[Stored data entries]
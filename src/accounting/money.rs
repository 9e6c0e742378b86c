use rust_decimal::{Decimal, RoundingStrategy};
use serde::{Deserialize, Serialize};

/// Amounts closer than this are treated as equal (one cent).
pub const BALANCE_TOLERANCE: Decimal = Decimal::from_parts(1, 0, 0, false, 2);

#[derive(Debug, Clone, Copy, Default, PartialEq, Eq, PartialOrd, Ord, Serialize, Deserialize)]
pub struct Money(pub Decimal);

impl Money {
    pub fn zero() -> Self {
        Self(Decimal::ZERO)
    }

    pub fn round(self) -> Self {
        Self(round2(self.0))
    }

    pub fn is_zero(&self) -> bool {
        self.0.is_zero()
    }
}

impl From<Decimal> for Money {
    fn from(d: Decimal) -> Self {
        Self(d)
    }
}

impl std::ops::Add for Money {
    type Output = Money;
    fn add(self, rhs: Money) -> Money {
        Money(self.0 + rhs.0)
    }
}

impl std::ops::Sub for Money {
    type Output = Money;
    fn sub(self, rhs: Money) -> Money {
        Money(self.0 - rhs.0)
    }
}

impl std::iter::Sum for Money {
    fn sum<I: Iterator<Item = Money>>(iter: I) -> Money {
        iter.fold(Money::zero(), |acc, m| acc + m)
    }
}

impl std::fmt::Display for Money {
    fn fmt(&self, f: &mut std::fmt::Formatter<'_>) -> std::fmt::Result {
        f.write_str(&fmt_money(&self.0))
    }
}

pub fn round2(d: Decimal) -> Decimal {
    d.round_dp_with_strategy(2, RoundingStrategy::MidpointAwayFromZero)
}

pub fn fmt_money(d: &Decimal) -> String {
    format!("{:.2}", round2(*d))
}

/// Accepts `1234.5`, ` 1,234.50 ` and `-12`.
pub fn parse_money(s: &str) -> Option<Decimal> {
    let cleaned: String = s.trim().chars().filter(|c| *c != ',').collect();
    if cleaned.is_empty() {
        return None;
    }
    Decimal::from_str_exact(&cleaned).ok()
}

/// `true` when the two amounts differ by less than a cent.
pub fn approx_eq(a: Decimal, b: Decimal) -> bool {
    a.checked_sub(b).is_some_and(|d| d.abs() < BALANCE_TOLERANCE)
}

/// Sum that reports overflow instead of panicking. Used wherever the amounts
/// come straight from a request body.
pub fn checked_sum<I: IntoIterator<Item = Decimal>>(amounts: I) -> Option<Decimal> {
    amounts
        .into_iter()
        .try_fold(Decimal::ZERO, |acc, d| acc.checked_add(d))
}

→ Required work
What you give back should be only the lines of the records above, starting at the line with "pub fn round2(d: Decimal)" and ending at the line with "than a cent.", restated word for word.

→ Written solution
pub fn round2(d: Decimal) -> Decimal {
    d.round_dp_with_strategy(2, RoundingStrategy::MidpointAwayFromZero)
}

pub fn fmt_money(d: &Decimal) -> String {
    format!("{:.2}", round2(*d))
}

/// Accepts `1234.5`, ` 1,234.50 ` and `-12`.
pub fn parse_money(s: &str) -> Option<Decimal> {
    let cleaned: String = s.trim().chars().filter(|c| *c != ',').collect();
    if cleaned.is_empty() {
        return None;
    }
    Decimal::from_str_exact(&cleaned).ok()
}

/// `true` when the two amounts differ by less than a cent.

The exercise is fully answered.